Web-based clinical data surveillance services from Pharmacy OneSource aim to help clinicians identify infections, adverse drug events, and other trouble sooner.

With the Centers of Medicare and Medicaid Services expected to begin reducing reimbursements to some hospitals next year for potentially preventable readmissions of certain patients, healthcare providers are looking for better ways to spot signs of patient trouble sooner.

Adverse drug event and infection detection and prevention are among activities that hospitals are paying closer attention to, said Kaj Pedersen, chief technology officer of Pharmacy OneSource, a provider of software as-a-service healthcare applications to about 1,300 U.S. hospitals in an interview with InformationWeek.

To address those needs, the company will be expanding its offering of Web-based, clinical surveillance services, he said.

Pharmacy OneSource's Web-based Sentri7 clinical surveillance platform captures data from disparate systems within a hospital and analyzes the data through rules based engines to help identify potential problems, alerting appropriate clinicians.

Via VPN communication and using an HL7 integration engine from InterfaceWare, Pharmacy OneSource takes in real time data feeds from multiple sources within hospitals, including admission and discharge, electronic medical record, pharmacy, surgical, and vital sign systems. That data is analyzed in a rules-based engine that can either be preconfigured or customized.

Currently, the company offers services based on its Sentri7 clinical surveillance system that provides hospital pharmacists and clinicians with real-time decision support analysis tools to identify, for instance, adverse drug events, including early possible signs that a medication isn't working effectively for a particular patient.

"If drugs aren't working, appropriate adjustments need to be made," said Pedersen.

But in the near future, Pharmacy OneSource is planning to expand its surveillance services -- offered as a package or developed for individual clients -- that could also help hospitals identify potential or early cases of infections, including sepsis, a serious systemic infection that can become deadly, Pedersen said.

The analysis of data from patient monitoring systems, labs, EMRs, and other sources could in real time spot a combination of factors, such a sudden change in patient body temperature and other clues, that could indicate the onset of sepsis or another serious development, such as a hospital acquired "super bug," he said.

"We're working with several clients to demonstrate the efficacy" of such surveillance, he said.

Currently, Pharmacy OneSource processes and analyzes daily 3.25 million HL7 messages that come from 1,300 hospitals that support about 200,000 active patients.
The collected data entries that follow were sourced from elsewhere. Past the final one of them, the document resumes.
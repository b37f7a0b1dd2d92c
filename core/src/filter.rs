//! Filter expressions and their compact array encoding.
//!
//! # Design
//! A filter is a closed tree of three node kinds. Its JSON form is built from
//! nested arrays:
//!
//! ```text
//! ["attr", "Eq", 42]                          leaf
//! ["And", [["a", "Eq", 1], ["b", "Gt", 2]]]   conjunction
//! ["Or",  [ ... ]]                            disjunction
//! ```
//!
//! `Filter` implements `Serialize` directly, so it can be encoded on its own
//! or sit as a field inside any request struct. An absent filter is written
//! as `Option<Filter>`, which serde already renders as `null`. Compound nodes
//! hold `Option<Filter>` children so callers can splice in conditional
//! clauses; absent children are dropped when encoding.
//!
//! Filters are write-only: the client never reads them back.

use serde::ser::{SerializeSeq, Serializer};
use serde::Serialize;
use serde_json::Value;

/// Comparison operators understood by the service.
#[derive(Debug, Clone, Copy, PartialEq, Eq, Hash, Serialize)]
pub enum Operator {
    Eq,
    NotEq,
    In,
    NotIn,
    Lt,
    Lte,
    Gt,
    Gte,
    Glob,
    NotGlob,
    IGlob,
    NotIGlob,
}

impl Operator {
    pub const ALL: [Operator; 12] = [
        Operator::Eq,
        Operator::NotEq,
        Operator::In,
        Operator::NotIn,
        Operator::Lt,
        Operator::Lte,
        Operator::Gt,
        Operator::Gte,
        Operator::Glob,
        Operator::NotGlob,
        Operator::IGlob,
        Operator::NotIGlob,
    ];

    /// Wire token for this operator.
    pub fn as_str(&self) -> &'static str {
        match self {
            Operator::Eq => "Eq",
            Operator::NotEq => "NotEq",
            Operator::In => "In",
            Operator::NotIn => "NotIn",
            Operator::Lt => "Lt",
            Operator::Lte => "Lte",
            Operator::Gt => "Gt",
            Operator::Gte => "Gte",
            Operator::Glob => "Glob",
            Operator::NotGlob => "NotGlob",
            Operator::IGlob => "IGlob",
            Operator::NotIGlob => "NotIGlob",
        }
    }
}

/// A boolean expression over document attributes.
#[derive(Debug, Clone, PartialEq)]
pub enum Filter {
    /// `attribute <operator> value`
    Base {
        attribute: String,
        operator: Operator,
        value: Value,
    },
    /// True when every present child is true.
    And(Vec<Option<Filter>>),
    /// True when at least one present child is true.
    Or(Vec<Option<Filter>>),
}

impl Filter {
    pub fn base(attribute: impl Into<String>, operator: Operator, value: impl Into<Value>) -> Self {
        Filter::Base {
            attribute: attribute.into(),
            operator,
            value: value.into(),
        }
    }

    pub fn eq(attribute: impl Into<String>, value: impl Into<Value>) -> Self {
        Self::base(attribute, Operator::Eq, value)
    }

    pub fn not_eq(attribute: impl Into<String>, value: impl Into<Value>) -> Self {
        Self::base(attribute, Operator::NotEq, value)
    }

    pub fn is_in(attribute: impl Into<String>, values: impl Into<Value>) -> Self {
        Self::base(attribute, Operator::In, values)
    }

    pub fn glob(attribute: impl Into<String>, pattern: impl Into<String>) -> Self {
        Self::base(attribute, Operator::Glob, pattern.into())
    }

    /// Conjunction of `children`; accepts `Filter` or `Option<Filter>` items.
    pub fn and<I, F>(children: I) -> Self
    where
        I: IntoIterator<Item = F>,
        F: Into<Option<Filter>>,
    {
        Filter::And(children.into_iter().map(Into::into).collect())
    }

    /// Disjunction of `children`; accepts `Filter` or `Option<Filter>` items.
    pub fn or<I, F>(children: I) -> Self
    where
        I: IntoIterator<Item = F>,
        F: Into<Option<Filter>>,
    {
        Filter::Or(children.into_iter().map(Into::into).collect())
    }

    /// Wire encoding as a JSON value.
    pub fn to_value(&self) -> Value {
        match self {
            Filter::Base {
                attribute,
                operator,
                value,
            } => Value::Array(vec![
                Value::String(attribute.clone()),
                Value::String(operator.as_str().to_string()),
                value.clone(),
            ]),
            Filter::And(children) => compound_value("And", children),
            Filter::Or(children) => compound_value("Or", children),
        }
    }
}

fn compound_value(tag: &str, children: &[Option<Filter>]) -> Value {
    Value::Array(vec![
        Value::String(tag.to_string()),
        Value::Array(children.iter().flatten().map(Filter::to_value).collect()),
    ])
}

/// Serializes the present children of a compound node as one array.
struct Children<'a>(&'a [Option<Filter>]);

impl Serialize for Children<'_> {
    fn serialize<S: Serializer>(&self, serializer: S) -> Result<S::Ok, S::Error> {
        let present = self.0.iter().flatten();
        let mut seq = serializer.serialize_seq(Some(present.clone().count()))?;
        for child in present {
            seq.serialize_element(child)?;
        }
        seq.end()
    }
}

impl Serialize for Filter {
    fn serialize<S: Serializer>(&self, serializer: S) -> Result<S::Ok, S::Error> {
        match self {
            Filter::Base {
                attribute,
                operator,
                value,
            } => {
                let mut seq = serializer.serialize_seq(Some(3))?;
                seq.serialize_element(attribute)?;
                seq.serialize_element(operator)?;
                seq.serialize_element(value)?;
                seq.end()
            }
            Filter::And(children) => serialize_compound(serializer, "And", children),
            Filter::Or(children) => serialize_compound(serializer, "Or", children),
        }
    }
}

fn serialize_compound<S: Serializer>(
    serializer: S,
    tag: &str,
    children: &[Option<Filter>],
) -> Result<S::Ok, S::Error> {
    let mut seq = serializer.serialize_seq(Some(2))?;
    seq.serialize_element(tag)?;
    seq.serialize_element(&Children(children))?;
    seq.end()
}
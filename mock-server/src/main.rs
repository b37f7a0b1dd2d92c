use mock_server::MockState;
use tokio::net::TcpListener;

#[tokio::main]
async fn main() -> Result<(), std::io::Error> {
    let port = std::env::var("PORT").unwrap_or_else(|_| "3000".to_string());
    let addr = format!("127.0.0.1:{port}");
    let mut state = MockState::new();
    if let Ok(token) = std::env::var("MOCK_API_TOKEN") {
        state = state.with_api_token(token);
    }
    let listener = TcpListener::bind(&addr).await?;
    println!("listening on {addr}");
    mock_server::run_with_state(listener, state).await
}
That data is "run through 9,000 rules," he said.

The company is planning to upgrade its IT architecture to support up to 10 million messages a day to handle the growth in demand for its expanding services, Pedersen said.

"There's a new focus on infection prevention in healthcare," he said.

Hospitals are facing a number of challenges, including a scarcity of key clinical expertise, reduced payments from payers such as Medicare and Medicaid, drug-resistant bacterial infections, "and mortality rates that are too high," he said.

"Hospitals need to find ways to reduce readmission rates," Pedersen said.